Records to use
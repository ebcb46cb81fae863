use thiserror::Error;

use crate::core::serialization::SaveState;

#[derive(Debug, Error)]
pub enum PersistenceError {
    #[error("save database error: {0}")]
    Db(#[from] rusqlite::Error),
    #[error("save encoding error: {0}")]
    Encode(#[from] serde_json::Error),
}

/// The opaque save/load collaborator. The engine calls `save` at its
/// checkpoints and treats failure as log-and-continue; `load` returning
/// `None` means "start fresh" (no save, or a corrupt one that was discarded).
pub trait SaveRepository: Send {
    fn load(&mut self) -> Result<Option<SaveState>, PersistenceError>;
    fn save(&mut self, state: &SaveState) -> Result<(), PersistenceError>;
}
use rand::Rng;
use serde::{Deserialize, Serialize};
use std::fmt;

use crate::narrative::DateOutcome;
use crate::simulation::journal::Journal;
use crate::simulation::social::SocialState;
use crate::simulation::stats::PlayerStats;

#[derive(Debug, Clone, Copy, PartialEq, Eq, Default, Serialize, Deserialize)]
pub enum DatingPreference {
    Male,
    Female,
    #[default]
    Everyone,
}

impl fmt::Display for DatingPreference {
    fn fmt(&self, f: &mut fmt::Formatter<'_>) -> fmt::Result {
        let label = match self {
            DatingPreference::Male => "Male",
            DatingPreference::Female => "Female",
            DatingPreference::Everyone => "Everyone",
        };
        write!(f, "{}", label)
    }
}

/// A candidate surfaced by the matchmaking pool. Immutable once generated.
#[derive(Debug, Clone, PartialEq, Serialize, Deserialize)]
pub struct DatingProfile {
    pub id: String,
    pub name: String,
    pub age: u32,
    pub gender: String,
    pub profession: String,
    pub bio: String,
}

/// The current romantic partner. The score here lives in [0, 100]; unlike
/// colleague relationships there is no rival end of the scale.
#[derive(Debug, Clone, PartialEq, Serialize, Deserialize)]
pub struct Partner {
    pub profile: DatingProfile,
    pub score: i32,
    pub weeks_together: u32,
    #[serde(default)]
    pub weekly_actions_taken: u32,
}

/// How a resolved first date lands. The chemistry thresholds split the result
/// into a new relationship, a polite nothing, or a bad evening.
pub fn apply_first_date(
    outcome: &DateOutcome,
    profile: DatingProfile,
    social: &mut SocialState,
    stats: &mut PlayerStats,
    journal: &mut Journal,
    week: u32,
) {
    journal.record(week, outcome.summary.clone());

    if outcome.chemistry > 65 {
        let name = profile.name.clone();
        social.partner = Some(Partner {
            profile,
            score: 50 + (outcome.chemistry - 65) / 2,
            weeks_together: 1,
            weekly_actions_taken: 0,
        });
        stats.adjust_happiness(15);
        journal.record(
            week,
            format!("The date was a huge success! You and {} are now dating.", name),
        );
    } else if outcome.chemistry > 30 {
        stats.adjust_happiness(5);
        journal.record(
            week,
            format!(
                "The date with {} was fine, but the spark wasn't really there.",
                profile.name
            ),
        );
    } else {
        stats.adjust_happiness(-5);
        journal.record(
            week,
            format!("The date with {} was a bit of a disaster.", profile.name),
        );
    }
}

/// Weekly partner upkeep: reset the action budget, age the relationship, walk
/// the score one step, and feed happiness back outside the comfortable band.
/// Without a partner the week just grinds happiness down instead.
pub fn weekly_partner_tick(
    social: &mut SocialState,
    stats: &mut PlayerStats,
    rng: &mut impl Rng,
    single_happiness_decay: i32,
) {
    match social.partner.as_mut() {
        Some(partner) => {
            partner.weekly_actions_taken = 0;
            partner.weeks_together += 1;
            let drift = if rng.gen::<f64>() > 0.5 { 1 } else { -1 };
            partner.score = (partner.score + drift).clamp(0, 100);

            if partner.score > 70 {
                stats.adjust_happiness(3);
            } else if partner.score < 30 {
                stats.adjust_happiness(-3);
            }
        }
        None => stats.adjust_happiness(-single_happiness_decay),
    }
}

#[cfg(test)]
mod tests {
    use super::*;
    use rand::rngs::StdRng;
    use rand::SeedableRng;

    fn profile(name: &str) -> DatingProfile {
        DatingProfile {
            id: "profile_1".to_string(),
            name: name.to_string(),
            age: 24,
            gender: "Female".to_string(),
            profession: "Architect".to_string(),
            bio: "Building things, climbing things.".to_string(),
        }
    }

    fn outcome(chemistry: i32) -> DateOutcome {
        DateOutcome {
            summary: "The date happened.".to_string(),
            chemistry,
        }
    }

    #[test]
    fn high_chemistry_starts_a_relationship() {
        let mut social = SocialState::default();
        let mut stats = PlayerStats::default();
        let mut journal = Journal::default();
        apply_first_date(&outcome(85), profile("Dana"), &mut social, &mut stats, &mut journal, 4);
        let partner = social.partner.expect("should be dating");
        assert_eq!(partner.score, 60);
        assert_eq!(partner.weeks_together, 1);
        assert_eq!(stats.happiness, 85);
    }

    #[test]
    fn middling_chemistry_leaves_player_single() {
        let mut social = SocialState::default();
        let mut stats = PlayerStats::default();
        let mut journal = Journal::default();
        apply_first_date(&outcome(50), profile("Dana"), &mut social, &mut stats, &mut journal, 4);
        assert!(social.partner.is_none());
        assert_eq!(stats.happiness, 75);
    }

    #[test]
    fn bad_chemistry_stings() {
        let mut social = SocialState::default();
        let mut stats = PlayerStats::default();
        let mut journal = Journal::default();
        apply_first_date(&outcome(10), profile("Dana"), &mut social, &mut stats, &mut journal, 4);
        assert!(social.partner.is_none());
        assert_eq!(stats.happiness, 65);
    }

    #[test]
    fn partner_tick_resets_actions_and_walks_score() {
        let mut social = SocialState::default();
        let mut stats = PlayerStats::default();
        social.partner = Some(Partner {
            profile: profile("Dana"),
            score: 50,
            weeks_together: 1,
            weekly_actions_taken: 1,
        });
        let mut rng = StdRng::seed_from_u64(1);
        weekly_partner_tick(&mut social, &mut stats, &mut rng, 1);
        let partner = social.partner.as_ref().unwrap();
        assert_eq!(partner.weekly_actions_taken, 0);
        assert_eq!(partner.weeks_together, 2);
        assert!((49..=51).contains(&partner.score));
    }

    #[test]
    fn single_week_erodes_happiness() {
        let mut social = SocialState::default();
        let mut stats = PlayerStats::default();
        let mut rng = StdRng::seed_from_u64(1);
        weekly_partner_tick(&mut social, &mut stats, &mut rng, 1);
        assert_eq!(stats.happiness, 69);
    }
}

Directions
Find "assert_eq!(stats.happiness, 65);" in the records above. Repeat its line and every later line exactly, through the last one.

Answer space
        assert_eq!(stats.happiness, 65);
    }

    #[test]
    fn partner_tick_resets_actions_and_walks_score() {
        let mut social = SocialState::default();
        let mut stats = PlayerStats::default();
        social.partner = Some(Partner {
            profile: profile("Dana"),
            score: 50,
            weeks_together: 1,
            weekly_actions_taken: 1,
        });
        let mut rng = StdRng::seed_from_u64(1);
        weekly_partner_tick(&mut social, &mut stats, &mut rng, 1);
        let partner = social.partner.as_ref().unwrap();
        assert_eq!(partner.weekly_actions_taken, 0);
        assert_eq!(partner.weeks_together, 2);
        assert!((49..=51).contains(&partner.score));
    }

    #[test]
    fn single_week_erodes_happiness() {
        let mut social = SocialState::default();
        let mut stats = PlayerStats::default();
        let mut rng = StdRng::seed_from_u64(1);
        weekly_partner_tick(&mut social, &mut stats, &mut rng, 1);
        assert_eq!(stats.happiness, 69);
    }
}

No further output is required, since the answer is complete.